President Joe Biden took office vowing to negotiate an end to a bloody war in Yemen and to remove US troops from harm's way.
He enters his reelection year by launching strikes on the country instead, but his administration hopes calm can return.
Experts say the Biden administration and Yemen's Huthi insurgents, as well as the group's backers in Iran, have tacitly entered a delicate and dangerous understanding -- they both feel the need to use force, while presuming the other side does not want to escalate.
Secretary of State Antony Blinken, on four tours of the Middle East since Hamas militants attacked Israel on October 7, unleashing massive retaliation on Gaza, has put a priority on containing the conflict.
US officials privately believe that Lebanon's Hezbollah, also backed by Iran's clerical state, has heard the message.
The Huthis, by contrast, have defied US warnings by persistently firing on international ships in avowed solidarity with the Palestinians, disrupting global commerce in the Red Sea and forcing lengthy detours around Africa.
Blinken on his latest tour briefed regional partners on Friday's US and British strikes against the Huthis -- which took place as he was on his plane back to Washington -- and made clear that the United States saw the strikes as defensive, and not a new salvo in a regional war.
"I don't think the conflict is escalating. There are lots of danger points; we're trying to deal with each of them," Blinken told reporters Thursday in Cairo, his last stop.
Biden, in a statement announcing the strikes, notably did not mention Iran -- despite earlier accusations by the United States that Tehran provided the capacity for the Huthi attacks. The omission likely signals that the regional power is not in direct US crosshairs.

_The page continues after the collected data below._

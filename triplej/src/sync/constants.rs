//! Timing and limit constants for the sync engine

use std::time::Duration;

/// Floor applied to every computed poll delay, in seconds.
///
/// Protects against a `next_updated` in the past or immediately ahead,
/// which would otherwise produce a tight polling loop.
pub const MIN_POLL_DELAY_SECONDS: u64 = 2;

/// Buffer added past `next_updated` before polling again, in seconds.
///
/// The server hint marks when fresh data *becomes* available; polling at
/// the exact instant tends to re-fetch the stale payload.
pub const REARM_BUFFER_SECONDS: u64 = 1;

/// Poll interval when the server provides no usable `next_updated` hint,
/// and after any failed fetch, in seconds.
pub const FALLBACK_POLL_SECONDS: u64 = 30;

/// Fixed interval of the recent-plays search feed, in seconds.
pub const SEARCH_POLL_SECONDS: u64 = 30;

/// Fixed interval of the program guide feed, in seconds.
pub const PROGRAM_GUIDE_POLL_SECONDS: u64 = 3600;

/// How many persisted records to read back when reconciling history.
pub const HISTORY_MERGE_FETCH_LIMIT: usize = 10;

/// Maximum length of the published recent-tracks list.
pub const RECENT_TRACKS_LIMIT: usize = 5;

/// Persisted records older than this many days are pruned.
pub const HISTORY_DEFAULT_MAX_AGE_DAYS: i64 = 7;

/// Station artwork shown while loading or when a release carries none.
pub const PLACEHOLDER_ARTWORK_URL: &str =
    "https://www.abc.net.au/cm/rimage/11948498-1x1-large.png?v=2";

/// Minimum width (pixels) for a usable square artwork variant.
pub const MIN_ARTWORK_WIDTH: u32 = 400;

/// Minimum poll delay as a [`Duration`]
pub fn min_poll_delay() -> Duration {
    Duration::from_secs(MIN_POLL_DELAY_SECONDS)
}

/// Re-arm buffer as a [`Duration`]
pub fn rearm_buffer() -> Duration {
    Duration::from_secs(REARM_BUFFER_SECONDS)
}

/// Fallback poll interval as a [`Duration`]
pub fn fallback_poll_interval() -> Duration {
    Duration::from_secs(FALLBACK_POLL_SECONDS)
}

/// Search feed interval as a [`Duration`]
pub fn search_poll_interval() -> Duration {
    Duration::from_secs(SEARCH_POLL_SECONDS)
}

/// Program guide interval as a [`Duration`]
pub fn program_guide_poll_interval() -> Duration {
    Duration::from_secs(PROGRAM_GUIDE_POLL_SECONDS)
}
//! Error types for the triple j client

/// Result type alias for triple j operations
pub type Result<T> = std::result::Result<T, Error>;

/// Errors that can occur when talking to the plays/program APIs
#[derive(Debug, thiserror::Error)]
pub enum Error {
    /// HTTP request failed
    #[error("HTTP request failed: {0}")]
    Http(#[from] reqwest::Error),

    /// JSON parsing failed
    #[error("JSON parsing failed: {0}")]
    Json(#[from] serde_json::Error),

    /// Invalid URL
    #[error("Invalid URL: {0}")]
    InvalidUrl(#[from] url::ParseError),

    /// IO error
    #[error("IO error: {0}")]
    Io(#[from] std::io::Error),

    /// API returned an error status
    #[error("API error: {0}")]
    Api(String),

    /// API returned a success status with an empty body
    #[error("API returned an empty body")]
    EmptyBody,

    /// Track record without the nested recording object; the item is
    /// skipped, never fabricated
    #[error("Track record has no recording data")]
    MissingRecording,

    /// History store error
    #[error("History store error: {0}")]
    Store(String),

    /// Generic error
    #[error("{0}")]
    Other(String),
}

impl Error {
    /// Create a generic error from a string
    pub fn other(msg: impl Into<String>) -> Self {
        Self::Other(msg.into())
    }

    /// Create an API error
    pub fn api_error(msg: impl Into<String>) -> Self {
        Self::Api(msg.into())
    }

    /// Create a history store error
    pub fn store_error(msg: impl Into<String>) -> Self {
        Self::Store(msg.into())
    }

    /// Short status string suitable for the published `last_error` field
    pub fn status_message(&self) -> String {
        match self {
            Self::Http(_) => "Connection error - retrying shortly".to_string(),
            Self::Json(_) | Self::MissingRecording => {
                "Unable to read now-playing data".to_string()
            }
            Self::EmptyBody => "Empty response from server".to_string(),
            Self::Api(status) => format!("Server error: {}", status),
            other => other.to_string(),
        }
    }
}

impl From<rusqlite::Error> for Error {
    fn from(err: rusqlite::Error) -> Self {
        Self::Store(err.to_string())
    }
}
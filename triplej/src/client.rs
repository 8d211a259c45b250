//! HTTP client for the ABC plays/program APIs

use crate::error::{Error, Result};
use crate::models::{GuideResponse, NowPlayingResponse, SearchResponse};
use reqwest::Client;
use std::time::Duration;
use tracing::debug;
use url::Url;

/// Default plays API base URL
pub const DEFAULT_API_BASE: &str = "https://music.abcradio.net.au/api/v1";

/// Default program guide API base URL
pub const DEFAULT_GUIDE_BASE: &str = "https://program.abcradio.net.au/api/v1";

/// Default station slug
pub const DEFAULT_STATION: &str = "triplej";

/// Default timezone passed to the now-playing endpoint
pub const DEFAULT_TIMEZONE: &str = "Australia/Sydney";

/// Default timeout for HTTP requests
pub const DEFAULT_REQUEST_TIMEOUT_SECS: u64 = 30;

/// Default User-Agent
pub const DEFAULT_USER_AGENT: &str = "triplej-sync/0.1.0";

/// Number of guide records requested per fetch
const GUIDE_FETCH_LIMIT: usize = 10;

/// Client for the ABC radio now-playing, search and program guide endpoints.
///
/// # Example
///
/// ```no_run
/// use triplej::TripleJClient;
///
/// #[tokio::main]
/// async fn main() -> Result<(), Box<dyn std::error::Error>> {
///     let client = TripleJClient::new()?;
///     let now = client.now_playing().await?;
///     println!("next update hint: {:?}", now.next_updated);
///     Ok(())
/// }
/// ```
#[derive(Debug, Clone)]
pub struct TripleJClient {
    client: Client,
    api_base: String,
    guide_base: String,
    station: String,
    timezone: String,
    request_timeout: Duration,
}

impl TripleJClient {
    /// Create a new client with default settings
    pub fn new() -> Result<Self> {
        Self::builder().build()
    }

    /// Create a builder for configuring the client
    pub fn builder() -> ClientBuilder {
        ClientBuilder::default()
    }

    /// Build a client from an [`ApiConfig`](crate::sync::ApiConfig)
    /// section.
    pub fn from_config(config: &crate::sync::ApiConfig) -> Result<Self> {
        Self::builder()
            .api_base(config.base_url.as_str())
            .guide_base(config.guide_base_url.as_str())
            .station(config.station.as_str())
            .timezone(config.timezone.as_str())
            .timeout(config.timeout())
            .user_agent(config.user_agent.as_str())
            .build()
    }

    /// Get the configured station slug
    pub fn station(&self) -> &str {
        &self.station
    }

    /// Fetch the now-playing payload for the configured station.
    pub async fn now_playing(&self) -> Result<NowPlayingResponse> {
        let mut url = Url::parse(&format!(
            "{}/plays/{}/now.json",
            self.api_base, self.station
        ))?;
        url.query_pairs_mut().append_pair("tz", &self.timezone);

        self.get_json(url).await
    }

    /// Fetch the most recent plays, newest first.
    pub async fn recent_plays(&self, limit: usize) -> Result<SearchResponse> {
        let mut url = Url::parse(&format!("{}/plays/search.json", self.api_base))?;
        url.query_pairs_mut()
            .append_pair("station", &self.station)
            .append_pair("limit", &limit.to_string())
            .append_pair("order", "desc");

        self.get_json(url).await
    }

    /// Fetch upcoming program guide records for the configured station.
    pub async fn program_guide(&self) -> Result<GuideResponse> {
        let mut url = Url::parse(&format!("{}/programitems/search.json", self.guide_base))?;
        url.query_pairs_mut()
            .append_pair("service", &self.station)
            .append_pair("limit", &GUIDE_FETCH_LIMIT.to_string())
            .append_pair("order", "asc");

        self.get_json(url).await
    }

    // Body is read as text first so an empty 200 response is reported as
    // EmptyBody rather than a JSON parse failure.
    async fn get_json<T: serde::de::DeserializeOwned>(&self, url: Url) -> Result<T> {
        debug!("Fetching {}", url);

        let response = self
            .client
            .get(url)
            .timeout(self.request_timeout)
            .send()
            .await?;

        let status = response.status();
        if !status.is_success() {
            return Err(Error::api_error(status.to_string()));
        }

        let body = response.text().await?;
        if body.trim().is_empty() {
            return Err(Error::EmptyBody);
        }

        Ok(serde_json::from_str(&body)?)
    }
}

/// Builder for configuring a [`TripleJClient`]
#[derive(Debug)]
pub struct ClientBuilder {
    client: Option<Client>,
    api_base: String,
    guide_base: String,
    station: String,
    timezone: String,
    request_timeout: Duration,
    user_agent: String,
}

impl Default for ClientBuilder {
    fn default() -> Self {
        Self {
            client: None,
            api_base: DEFAULT_API_BASE.to_string(),
            guide_base: DEFAULT_GUIDE_BASE.to_string(),
            station: DEFAULT_STATION.to_string(),
            timezone: DEFAULT_TIMEZONE.to_string(),
            request_timeout: Duration::from_secs(DEFAULT_REQUEST_TIMEOUT_SECS),
            user_agent: DEFAULT_USER_AGENT.to_string(),
        }
    }
}

impl ClientBuilder {
    /// Create a new builder with default settings
    pub fn new() -> Self {
        Self::default()
    }

    /// Set a custom HTTP client
    pub fn client(mut self, client: Client) -> Self {
        self.client = Some(client);
        self
    }

    /// Set the plays API base URL
    pub fn api_base(mut self, url: impl Into<String>) -> Self {
        self.api_base = url.into();
        self
    }

    /// Set the program guide API base URL
    pub fn guide_base(mut self, url: impl Into<String>) -> Self {
        self.guide_base = url.into();
        self
    }

    /// Set the station slug ("triplej", "doublej", ...)
    pub fn station(mut self, station: impl Into<String>) -> Self {
        self.station = station.into();
        self
    }

    /// Set the timezone parameter sent to the now-playing endpoint
    pub fn timezone(mut self, timezone: impl Into<String>) -> Self {
        self.timezone = timezone.into();
        self
    }

    /// Set the request timeout
    pub fn timeout(mut self, timeout: Duration) -> Self {
        self.request_timeout = timeout;
        self
    }

    /// Set a custom User-Agent header
    pub fn user_agent(mut self, user_agent: impl Into<String>) -> Self {
        self.user_agent = user_agent.into();
        self
    }

    /// Build the client
    pub fn build(self) -> Result<TripleJClient> {
        let client = match self.client {
            Some(client) => client,
            None => Client::builder()
                .user_agent(&self.user_agent)
                .timeout(self.request_timeout)
                .build()?,
        };

        Ok(TripleJClient {
            client,
            api_base: self.api_base,
            guide_base: self.guide_base,
            station: self.station,
            timezone: self.timezone,
            request_timeout: self.request_timeout,
        })
    }
}

#[cfg(test)]
mod tests {
    use super::*;

    #[test]
    fn test_builder_defaults() {
        let builder = ClientBuilder::default();
        assert_eq!(builder.api_base, DEFAULT_API_BASE);
        assert_eq!(builder.station, DEFAULT_STATION);
        assert_eq!(builder.timezone, DEFAULT_TIMEZONE);
    }
}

The Biden administration also insisted it was retaliating, not escalating, after strikes on Iranian-linked Shiite militias in Iraq, following more than 100 attacks on US forces there and in neighboring Syria since the outbreak of the Israel-Hamas war.
After extensive US and UN diplomacy, a truce has held since April 2022 in Yemen between the Huthis and the Saudi-backed, internationally recognized government, ending a decade of civil war that caused one of the world's worst humanitarian crises.
Michael Knights, a fellow at the Washington Institute for Near East Policy who has studied the Huthis, said that the insurgents were keenly aware that the United States did not want to destroy the uneasy peace in Yemen, the Arabian peninsula's poorest country.
The Huthis have a "very high pain tolerance" after years of fighting, and the strikes on their missile capacity are unlikely to change their hold on power in Yemen, Knights said.
"The Huthis kind of understand that they're bulletproof at the moment," he said.
"They have a lot of license to do what they're going to do and thumb their nose at the world's largest power, and they are kind of high on this moment -- they are intoxicated by it."
He expected the Huthis to phase down the confrontation in tandem with the Gaza war, although Israel has vowed no let-up in its campaign to eradicate Hamas.
"What the US is trying to do is make the Huthis back down before the Gaza conflict ends, and that is probably impossible," he said.
Sarhang Hamasaeed, director of Middle East programs at the US Institute of Peace, said the Huthis saw the confrontation as a "manageable" way to boost their profile in the region.
"But it is very possible the loss of life on any side could push one side to escalate more, and that could continue the chain reaction and a more regional confrontation," Hamasaeed said.
"I think the key actors do not want it, but that does not mean it's inevitable," he said.
Jon Alterman, senior vice president at the Center for Strategic and International Studies, wrote in an analysis that Iran likely was "delighted" by the Huthi attacks on international ships, from which Tehran can "enjoy the benefits without paying the costs."
But he said it was a mistake to believe that Iran was directing the attacks and, despite the risks and economic damage, Alterman doubted the Huthi attacks in themselves would bring a wider Middle East war.
"Neither side is looking to have an all-out war, and they are badly mismatched," he said.